DSA images of the (CONTRA = Left/Right) common iliac artery were obtained following RETROGRADE contrast adminstration through the (CONTRA = Left/Right) femoral sheath.  Those images demonstrated the caliber and course of the (CONTRA = Left/Right) common iliac artery and the level of origin of the internal iliac artery on that side.  An appropriate length and caliber Zenith iliac limb stent graft was advanced over the (CONTRA = Left/Right) Lunderquist wire and positioned such that there was adequate overlap between the main body device and the iliac device, and such that the distal portion of the iliac device did not cross the internal iliac artery origin.

 

As dictated by Dr. Lalka, deployment of the main body of the device was completed.  Following that, DSA images of the (IPSI = Left/Right) common iliac artery were obtained and the (IPSI = Left/Right) Zenith iliac limb stent graft was delivered as described above for the (CONTRA = Left/Right) side.

 

Following “molding” of the entire stent graft with a low compliance balloon as described by Dr.
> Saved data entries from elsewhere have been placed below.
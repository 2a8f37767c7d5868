//! Interactive commit command.

use std::path::Path;

use anyhow::Result;
use clap::Parser;

use crate::cli::{load_config, open_repository};
use crate::prompt::Prompter;
use crate::workflow::CommitFlow;

/// Commit command options.
#[derive(Parser)]
pub struct CommitCommand {}

impl CommitCommand {
    /// Executes the commit command.
    pub fn execute(self, config_path: Option<&Path>) -> Result<i32> {
        let config = load_config(config_path)?;
        let repo = open_repository()?;
        let mut prompter = Prompter::stdio();

        let outcome = CommitFlow::new(&repo, &config, &mut prompter).run()?;
        Ok(outcome.exit_code())
    }
}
Lalka, a 5F flush catheter was advanced over the (COULD BE EITHER = Left/Right) Lunderquist wire to the proximal abdominal aorta.  DSA images of the aorta, renal arteries, and proximal stent graft were obtained following contrast administration.  These images showed no evidence of endoleak and a widely patent stent graft.  The catheter was withdrawn to the level of the mid portion of the main body of the stent graft, contrast injected, and images of the distal graft and iliac arteries were obtained.  Again, these images showed no endoleak and excellent positioning of the widely patent stent graft.

 

All guidewires, catheters, and sheaths were removed and the femoral arteriotomies and wounds closed as will be described by Dr. Lalka in a separate dictation.

 

Dr(s) Lalka (and ____) of vascular surgery and (_____) of interventional radiology were present for the procedure.